Having ‘The Canal Run’ meant getting off-base only for an hour or two or three, dependent upon how the ‘Sand Storm Gods’ were disposed on any given day.

Going to Tel Aviv meant driving only four hours, checking into the Sheraton and having the rest of the day and night to paint the town red with Per Diem and whatever else one wanted to contribute or muster out of his own purse.  

Mog had an Israeli girlfriend in Tel Aviv, actually she was his fiancée, and he took all the Tel Aviv runs he could get, so he could go see ‘The Little Mama’.

In fact, all the drivers had Israeli girlfriends except Big Mo. His ‘Honey-Co’ was a Big-Boned, Brunette ‘Tall Drank O’ Water,’ Texan Gal, working for SFM, just like the rest of us.

Her moniker was ‘Big Mammu’ and if those two didn’t eventually get united in hellish matrimony, then I say ‘Fuck it.’ There is no hope for the rest of the world. Perfect for each other they were, is all I’m saying.

Rocket Tom was a wiry, slightly nervous-energy type about five-foot ten, with long dark brown hair and a full beard. Even though he was Pure Texan, his accent spoke ‘Tennessee’ to me: Probably genetic since most Texans have Tennessee bones buried somewhere in their family closets.

“Y’all just gettin’ back from the TA?” Rocket drawled in my direction.

“Yeah. Had the Reefer Run. The KP’s unloading her now.”

“Well,” he went on, “I hope y’all brought back some ah that Israeli choc’late milk this time.”

“Sorry Bro; they still fresh out at the market.”
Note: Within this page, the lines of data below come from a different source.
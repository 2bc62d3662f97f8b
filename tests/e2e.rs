//! End-to-end tests against real specification PDFs and a live service.
//!
//! These tests read PDFs from `./test_cases/`, need a pdfium library and
//! (for extraction) an API key. They are gated behind `E2E_ENABLED` so they
//! do not run in CI unless explicitly requested.
//!
//! Run with:
//!   E2E_ENABLED=1 PDFIUM_LIB_PATH=. cargo test --test e2e -- --nocapture
//!
//! Put a project manual at `test_cases/project_manual.pdf` and a short
//! excerpt (a few sections) at `test_cases/spec_excerpt.pdf`.

use std::path::PathBuf;
use submittal_extract::pipeline::{input, plan, split};
use submittal_extract::{
    extract_submittals, extract_to_file, inspect, DocumentKind, ExtractionConfig, MergedResult,
    PageRange, SubmittalError,
};

// ── Test helpers ─────────────────────────────────────────────────────────

fn test_cases_dir() -> PathBuf {
    PathBuf::from(env!("CARGO_MANIFEST_DIR")).join("test_cases")
}

fn output_dir() -> PathBuf {
    let d = test_cases_dir().join("output");
    std::fs::create_dir_all(&d).ok();
    d
}

/// Skip this test if E2E_ENABLED is not set or the PDF at `path` is missing.
macro_rules! e2e_skip_unless_ready {
    ($path:expr) => {{
        if std::env::var("E2E_ENABLED").is_err() {
            println!("SKIP: set E2E_ENABLED=1 to run e2e tests");
            return;
        }
        let p: PathBuf = $path;
        if !p.exists() {
            println!("SKIP: test file not found: {}", p.display());
            return;
        }
        p
    }};
}

/// Skip unless some extraction service is configured in the environment.
macro_rules! e2e_skip_unless_service {
    () => {{
        let configured = ["OPENROUTER_API_KEY", "EDGEQUAKE_LLM_PROVIDER", "OPENAI_API_KEY", "GEMINI_API_KEY", "ANTHROPIC_API_KEY"]
            .iter()
            .any(|k| std::env::var(k).is_ok_and(|v| !v.is_empty()));
        if !configured {
            println!("SKIP: no extraction service credentials in the environment");
            return;
        }
    }};
}

/// Structural checks every successful run must pass.
fn assert_register_shape(result: &MergedResult, context: &str) {
    assert!(!result.bullets.is_empty(), "[{context}] no bullets extracted");
    assert!(
        result.submittal_items().count() > 0,
        "[{context}] no level-1 submittal items"
    );
    for b in &result.bullets {
        assert!((1..=4).contains(&b.bullet.level), "[{context}] bad level {}", b.bullet.level);
        assert!(
            b.global_id.starts_with(&format!("{}:", b.chunk_index)),
            "[{context}] global id {} outside chunk {}",
            b.global_id,
            b.chunk_index
        );
        if !b.global_parent_id.is_empty() {
            assert!(
                result.bullets.iter().any(|p| p.global_id == b.global_parent_id),
                "[{context}] dangling parent {}",
                b.global_parent_id
            );
        }
    }
    assert_eq!(
        result.stats.bullets_after_dedup,
        result.bullets.len(),
        "[{context}] stats disagree with bullets"
    );
}

// ── Inspection (no service needed) ───────────────────────────────────────

#[tokio::test]
async fn test_inspect_project_manual() {
    let path = e2e_skip_unless_ready!(test_cases_dir().join("project_manual.pdf"));
    let config = ExtractionConfig::default();
    let inspection = inspect(path.to_string_lossy(), &config).await.unwrap();

    assert_eq!(inspection.kind, DocumentKind::Pdf);
    assert!(inspection.page_count > 0);
    let covered: usize = inspection.plan.chunks.iter().map(|c| c.page_count()).sum();
    assert_eq!(covered, inspection.page_count);
    println!(
        "{} pages, {} chunks, est. ${:.2}",
        inspection.page_count,
        inspection.plan.len(),
        inspection.estimate.cost
    );
}

#[tokio::test]
async fn test_inspect_nonexistent() {
    if std::env::var("E2E_ENABLED").is_err() {
        println!("SKIP: set E2E_ENABLED=1 to run e2e tests");
        return;
    }
    let err = inspect("/nonexistent/manual.pdf", &ExtractionConfig::default())
        .await
        .unwrap_err();
    assert!(matches!(err, SubmittalError::FileNotFound { .. }));
}

#[tokio::test]
async fn test_split_writes_loadable_chunks() {
    let path = e2e_skip_unless_ready!(test_cases_dir().join("project_manual.pdf"));
    let config = ExtractionConfig::builder()
        .split_threshold_tokens(1)
        .max_tokens_per_chunk(530 * 20)
        .build()
        .unwrap();

    let document = input::load_document(&path.to_string_lossy()).await.unwrap();
    let range = document.selected_range(None).unwrap();
    let plan = plan::plan(range, &config);
    let chunks = split::split(&document, &plan).await.unwrap();
    assert_eq!(chunks.len(), plan.len());

    let out = output_dir().join("chunks");
    let paths = split::write_chunks(&chunks, &document.stem(), document.kind(), &out).unwrap();
    for (path, spec) in paths.iter().zip(&plan.chunks) {
        let reloaded = input::load_document(&path.to_string_lossy()).await.unwrap();
        assert_eq!(reloaded.page_count(), spec.page_count(), "{}", path.display());
    }
}

// ── Live extraction ──────────────────────────────────────────────────────

#[tokio::test]
async fn test_extract_excerpt() {
    let path = e2e_skip_unless_ready!(test_cases_dir().join("spec_excerpt.pdf"));
    e2e_skip_unless_service!();

    let config = ExtractionConfig::builder()
        .cost_ceiling(2.0)
        .debug_dir(output_dir().join("debug_excerpt"))
        .build()
        .unwrap();
    let result = extract_submittals(path.to_string_lossy(), &config)
        .await
        .unwrap();

    assert_register_shape(&result, "excerpt");
    assert_eq!(result.stats.chunks_total, 1);
    println!(
        "{} bullets, {} tokens, ${:.4}",
        result.bullets.len(),
        result.stats.total_tokens,
        result.stats.total_cost
    );
}

#[tokio::test]
async fn test_extract_page_range_chunked() {
    let path = e2e_skip_unless_ready!(test_cases_dir().join("project_manual.pdf"));
    e2e_skip_unless_service!();

    // Force three small chunks over the first 30 pages.
    let config = ExtractionConfig::builder()
        .pages(PageRange::new(1, 30))
        .split_threshold_tokens(5_000)
        .max_tokens_per_chunk(530 * 10)
        .cost_ceiling(3.0)
        .build()
        .unwrap();
    let output = output_dir().join("project_manual_1-30.json");
    let stats = extract_to_file(path.to_string_lossy(), &output, &config)
        .await
        .unwrap();

    assert_eq!(stats.chunks_total, 3);
    assert_eq!(stats.total_pages, 30);
    let back: MergedResult = serde_json::from_slice(&std::fs::read(&output).unwrap()).unwrap();
    if back.stats.bullets_after_dedup > 0 {
        assert_register_shape(&back, "pages 1-30");
    }
}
“Well shit-fire!” he yelled, suddenly jumping up to his feet. “How they spec’ us to keep our mo’ral here in the Middle-of-the-Fuckin’-East, Sinai fuckin’ field mission, hot-ass desert without no Goddamn choc’late milk?”

(He did love his chocolate milk, especially after a smoked bowl or two of the hubbly-bubbly, which for us was another word for hashish, although technically, it means the water pipe we sometimes used to smoke it in, often mixed with a sticky sweet Egyptian honey tobacco—very pleasant aroma, that.)

Mog chimed in, “Hell an’ God-awmighty Rocket! Calm the fuck on down Son!  Y’all need to lay off that shit anyhow. I believe you done put on a pound or two just this week, ‘specially round yer middle section there.”

(Rocket Tom weighed about 140 pounds, soaking wet. With-his-boots-on).

Mog continued on the roll he was working himself up to, “Lancers, that reefer truck still got both its mirrors attached?”

Laughter all around.  (Rocket, now sated and satisfied by his outburst, had sat, and ‘calmed-the-fuck-down’…)

I had become notorious with the drivers (and somewhat despised & infamously regarded by the mechanics) for losing the driver’s side swing-out mirrors off four trucks in the past two weeks.

The roads through the desert were quite narrow with no shoulders at all. And in fact, there was usually a sharp drop off which if hit, would cause a fast moving, top heavy, loaded-down truck to flip over. I was cognizant of this and would never give up my half of the road.

No Matter What.

Too often I would encounter an IDF (Israeli Defense Force) truck with some pimple-faced kid, fresh off the Kibbutz at the wheel barreling down upon me from the opposite direction, taking his half of the road from the middle.

Inevitably our mirrors would collide. And violently so. Since SFM’s trucks all had air conditioning, my windows were always rolled up, saving me from being smacked by the mirror as it smashed against the side of the truck.

The IDF guys, well probably not, as their trucks, to my knowledge, did not come with factory air.

“Yeah Mog. She still got both her mirrors.”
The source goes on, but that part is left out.